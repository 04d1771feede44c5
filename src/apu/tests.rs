use crate::{
    apu::{
        apu::{APU, AudioSink, SampleBuffer},
        channels::{Envelope, Noise},
        tables::FRAME_SEQUENCER_PERIOD,
    },
    cartridge::cartridge::{Cartridge, HEADER_LEN, PRG_BANK_SIZE},
    config::Config,
};

/// NROM cartridge whose PRG is filled with `fill`; DMC samples at $C000 read it back.
fn prg_cart(fill: u8) -> Cartridge {
    let mut rom = vec![0; HEADER_LEN];
    rom[..6].copy_from_slice(&[b'N', b'E', b'S', 0x1A, 1, 0]);
    rom.resize(HEADER_LEN + PRG_BANK_SIZE, fill);
    Cartridge::from_bytes(&rom).unwrap()
}

fn run(apu: &mut APU, cart: &Cartridge, cycles: u32) {
    for _ in 0..cycles {
        apu.step(cart);
    }
}

#[test]
fn pulse_period_below_8_is_silent() {
    let cart = prg_cart(0);
    let mut apu = APU::default();
    apu.write(0x4015, 0x01);
    apu.write(0x4000, 0xBF); // 50% duty, halt, constant volume 15
    apu.write(0x4002, 0x05);
    apu.write(0x4003, 0x08);

    let mut heard = false;
    for _ in 0..200 {
        apu.step(&cart);
        heard |= apu.pulse1.output() > 0;
    }
    assert!(!heard);

    apu.write(0x4002, 0x08);
    for _ in 0..200 {
        apu.step(&cart);
        heard |= apu.pulse1.output() > 0;
    }
    assert!(heard);
}

#[test]
fn sweep_negate_differs_between_pulse_channels() {
    let mut apu = APU::default();
    apu.write(0x4015, 0x03);
    for base in [0x4000, 0x4004] {
        apu.write(base + 1, 0x89); // enabled, divider period 0, negate, shift 1
        apu.write(base + 2, 0x00);
        apu.write(base + 3, 0x01); // period $100
    }

    // 5-step mode clocks a half frame immediately.
    apu.write(0x4017, 0x80);

    assert_eq!(apu.pulse1.timer_period, 0x100 - 0x80 - 1);
    assert_eq!(apu.pulse2.timer_period, 0x100 - 0x80);
}

#[test]
fn sweep_target_past_11_bits_mutes() {
    let cart = prg_cart(0);
    let mut apu = APU::default();
    apu.write(0x4015, 0x01);
    apu.write(0x4000, 0xBF);
    apu.write(0x4001, 0x00); // shift 0 adds the full period
    apu.write(0x4002, 0x00);
    apu.write(0x4003, 0x04 | 0x08); // period $400, target $800

    let mut heard = false;
    for _ in 0..20_000 {
        apu.step(&cart);
        heard |= apu.pulse1.output() > 0;
    }
    assert!(!heard);
}

#[test]
fn envelope_decays_then_holds_or_loops() {
    let mut env = Envelope::default();
    env.start = true;

    env.clock();
    assert_eq!(env.volume(), 15);
    for _ in 0..15 {
        env.clock();
    }
    assert_eq!(env.volume(), 0);
    env.clock();
    assert_eq!(env.volume(), 0);

    env.looping = true;
    env.clock();
    assert_eq!(env.volume(), 15);
}

#[test]
fn envelope_divider_uses_period() {
    let mut env = Envelope::default();
    env.start = true;
    env.period = 2;

    env.clock();
    env.clock();
    env.clock();
    assert_eq!(env.volume(), 15);
    env.clock();
    assert_eq!(env.volume(), 14);

    env.constant = true;
    assert_eq!(env.volume(), 2);
}

#[test]
fn length_counter_clocked_on_half_frames() {
    let cart = prg_cart(0);
    let mut apu = APU::default();
    apu.write(0x4015, 0x01);
    apu.write(0x4003, 0x00); // length index 0 = 10

    assert_eq!(apu.pulse1.length.value, 10);
    run(&mut apu, &cart, 19 * FRAME_SEQUENCER_PERIOD);
    assert_eq!(apu.pulse1.length.value, 1);
    assert_eq!(apu.read_status() & 0x01, 0x01);
    run(&mut apu, &cart, FRAME_SEQUENCER_PERIOD);
    assert_eq!(apu.read_status() & 0x01, 0);
}

#[test]
fn length_load_ignored_while_disabled() {
    let mut apu = APU::default();
    apu.write(0x4003, 0x08);
    apu.write(0x400F, 0x08);
    assert_eq!(apu.read_status() & 0x0F, 0);

    apu.write(0x4015, 0x09);
    apu.write(0x4003, 0x08);
    apu.write(0x400F, 0x08);
    assert_eq!(apu.read_status() & 0x0F, 0x09);

    apu.write(0x4015, 0x00);
    assert_eq!(apu.read_status() & 0x0F, 0);
}

#[test]
fn four_step_sequence_raises_frame_irq() {
    let cart = prg_cart(0);
    let mut apu = APU::default();

    run(&mut apu, &cart, 4 * FRAME_SEQUENCER_PERIOD - 1);
    assert!(!apu.irq_pending());
    apu.step(&cart);
    assert!(apu.irq_pending());

    assert_eq!(apu.read_status() & 0x40, 0x40);
    assert_eq!(apu.read_status() & 0x40, 0);
    assert!(!apu.irq_pending());
}

#[test]
fn frame_irq_suppressed_by_inhibit_and_five_step_mode() {
    let cart = prg_cart(0);

    let mut apu = APU::default();
    apu.write(0x4017, 0x40);
    run(&mut apu, &cart, 8 * FRAME_SEQUENCER_PERIOD);
    assert!(!apu.irq_pending());

    let mut apu = APU::default();
    apu.write(0x4017, 0x80);
    run(&mut apu, &cart, 10 * FRAME_SEQUENCER_PERIOD);
    assert!(!apu.irq_pending());
}

#[test]
fn inhibit_write_clears_pending_frame_irq() {
    let cart = prg_cart(0);
    let mut apu = APU::default();
    run(&mut apu, &cart, 4 * FRAME_SEQUENCER_PERIOD);
    assert!(apu.frame_irq);

    apu.write(0x4017, 0x40);
    assert!(!apu.frame_irq);
}

#[test]
fn triangle_linear_counter_reload() {
    let mut apu = APU::default();
    apu.write(0x4015, 0x04);
    apu.write(0x4008, 0x05);
    apu.write(0x400B, 0x08);

    apu.triangle.clock_linear();
    assert_eq!(apu.triangle.linear_counter, 5);
    apu.triangle.clock_linear();
    assert_eq!(apu.triangle.linear_counter, 4);

    // Control bit keeps the reload flag set.
    apu.write(0x4008, 0x85);
    apu.write(0x400B, 0x08);
    apu.triangle.clock_linear();
    apu.triangle.clock_linear();
    assert_eq!(apu.triangle.linear_counter, 5);
}

#[test]
fn triangle_silent_without_linear_count() {
    let mut apu = APU::default();
    apu.write(0x4015, 0x04);
    apu.write(0x4008, 0x00);
    apu.write(0x400A, 0x40);
    apu.write(0x400B, 0x08);
    apu.triangle.clock_linear();
    assert_eq!(apu.triangle.linear_counter, 0);
    assert_eq!(apu.triangle.output(), 0);
}

#[test]
fn noise_feedback_tap_follows_mode() {
    let mut noise = Noise::default();
    noise.shift = 0b11;
    noise.clock_timer();
    assert_eq!(noise.shift, 0b1);

    let mut noise = Noise::default();
    noise.mode = true;
    noise.shift = 0b11;
    noise.clock_timer();
    assert_eq!(noise.shift, 0x4001);
}

#[test]
fn noise_silent_when_low_bit_set() {
    let mut apu = APU::default();
    apu.write(0x4015, 0x08);
    apu.write(0x400C, 0x1F);
    apu.write(0x400F, 0x08);

    apu.noise.shift = 0x0001;
    assert_eq!(apu.noise.output(), 0);
    apu.noise.shift = 0x0002;
    assert_eq!(apu.noise.output(), 15);
}

#[test]
fn dmc_fetch_stalls_cpu_and_raises_irq() {
    let cart = prg_cart(0xFF);
    let mut apu = APU::default();
    apu.write(0x4010, 0x8F);
    apu.write(0x4012, 0x00);
    apu.write(0x4013, 0x00); // one byte
    apu.write(0x4015, 0x10);
    assert_eq!(apu.read_status() & 0x10, 0x10);

    assert_eq!(apu.step(&cart), 4);
    assert!(apu.dmc.irq);
    assert!(apu.irq_pending());
    assert_eq!(apu.read_status() & 0x90, 0x80);
    assert_eq!(apu.step(&cart), 0);

    apu.write(0x4015, 0x00);
    assert!(!apu.irq_pending());
}

#[test]
fn dmc_loop_restarts_without_irq() {
    let cart = prg_cart(0x00);
    let mut apu = APU::default();
    apu.write(0x4010, 0xCF); // IRQ enabled, loop
    apu.write(0x4012, 0x01);
    apu.write(0x4013, 0x00);
    apu.write(0x4015, 0x10);

    apu.step(&cart);
    assert!(!apu.dmc.irq);
    assert_eq!(apu.dmc.current_addr, 0xC040);
    assert_eq!(apu.dmc.bytes_remaining, 1);
}

#[test]
fn dmc_output_moves_two_per_bit_and_clamps() {
    let cart = prg_cart(0xFF);
    let mut apu = APU::default();
    apu.write(0x4010, 0x0F); // fastest rate, 54 cycles per bit
    apu.write(0x4011, 0x40);
    apu.write(0x4015, 0x10);

    run(&mut apu, &cart, 1 + 54 * 7);
    assert_eq!(apu.dmc.output(), 0x40 + 14);
    run(&mut apu, &cart, 54);
    assert_eq!(apu.dmc.output(), 0x40 + 16);

    let mut apu = APU::default();
    apu.write(0x4010, 0x0F);
    apu.write(0x4011, 0x7D);
    apu.write(0x4015, 0x10);
    run(&mut apu, &cart, 1 + 54 * 8);
    assert_eq!(apu.dmc.output(), 0x7F);
}

#[test]
fn dmc_address_wraps_to_8000() {
    let cart = prg_cart(0);
    let mut apu = APU::default();
    apu.write(0x4012, 0xFF); // $FFC0
    apu.write(0x4013, 0x04); // 65 bytes
    apu.write(0x4015, 0x10);
    apu.dmc.current_addr = 0xFFFF;

    apu.step(&cart);
    assert_eq!(apu.dmc.current_addr, 0x8000);
}

#[test]
fn samples_fill_block_then_stop() {
    let cart = prg_cart(0);
    let config = Config {
        sample_rate: 44_100,
        audio_block: 16,
    };
    let mut apu = APU::new(&config);

    run(&mut apu, &cart, 600);
    assert!(!apu.samples.is_full());
    run(&mut apu, &cart, 100);
    assert!(apu.samples.is_full());
    run(&mut apu, &cart, 1000);
    assert_eq!(apu.samples.len(), 16);

    let mut sink = Vec::new();
    apu.samples.flush(&mut sink);
    assert_eq!(sink.len(), 16);
    assert!(apu.samples.is_empty());
}

#[test]
fn one_second_yields_sample_rate_samples() {
    let cart = prg_cart(0);
    let config = Config {
        sample_rate: 44_100,
        audio_block: 50_000,
    };
    let mut apu = APU::new(&config);
    run(&mut apu, &cart, 1_789_773);
    assert!((44_099..=44_101).contains(&apu.samples.len()));
}

#[test]
fn silent_apu_mixes_to_zero() {
    let cart = prg_cart(0);
    let mut apu = APU::default();
    run(&mut apu, &cart, 100);
    assert!(apu.samples.as_slice().iter().all(|&s| s == 0.0));
}

struct Counter(usize);

impl AudioSink for Counter {
    fn queue(&mut self, samples: &[f32]) {
        self.0 += samples.len();
    }
}

#[test]
fn sample_buffer_flush_hands_block_to_sink() {
    let mut buffer = SampleBuffer::new(4);
    for i in 0..4 {
        assert!(buffer.push(i as f32));
    }
    assert!(buffer.is_full());
    assert!(!buffer.push(4.0));
    assert_eq!(buffer.as_slice(), &[0.0, 1.0, 2.0, 3.0]);

    let mut sink = Counter(0);
    buffer.flush(&mut sink);
    assert_eq!(sink.0, 4);
    assert!(buffer.push(9.0));
    buffer.clear();
    assert!(buffer.is_empty());
}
────────────────
**Task description**
Using the entries above, repeat only the lines from the one containing "apu.write(0x400C, 0x1F);" through the one containing "apu.write(0x4010, 0xCF); //", end lines included.

**Exercise result**
    apu.write(0x400C, 0x1F);
    apu.write(0x400F, 0x08);

    apu.noise.shift = 0x0001;
    assert_eq!(apu.noise.output(), 0);
    apu.noise.shift = 0x0002;
    assert_eq!(apu.noise.output(), 15);
}

#[test]
fn dmc_fetch_stalls_cpu_and_raises_irq() {
    let cart = prg_cart(0xFF);
    let mut apu = APU::default();
    apu.write(0x4010, 0x8F);
    apu.write(0x4012, 0x00);
    apu.write(0x4013, 0x00); // one byte
    apu.write(0x4015, 0x10);
    assert_eq!(apu.read_status() & 0x10, 0x10);

    assert_eq!(apu.step(&cart), 4);
    assert!(apu.dmc.irq);
    assert!(apu.irq_pending());
    assert_eq!(apu.read_status() & 0x90, 0x80);
    assert_eq!(apu.step(&cart), 0);

    apu.write(0x4015, 0x00);
    assert!(!apu.irq_pending());
}

#[test]
fn dmc_loop_restarts_without_irq() {
    let cart = prg_cart(0x00);
    let mut apu = APU::default();
    apu.write(0x4010, 0xCF); // IRQ enabled, loop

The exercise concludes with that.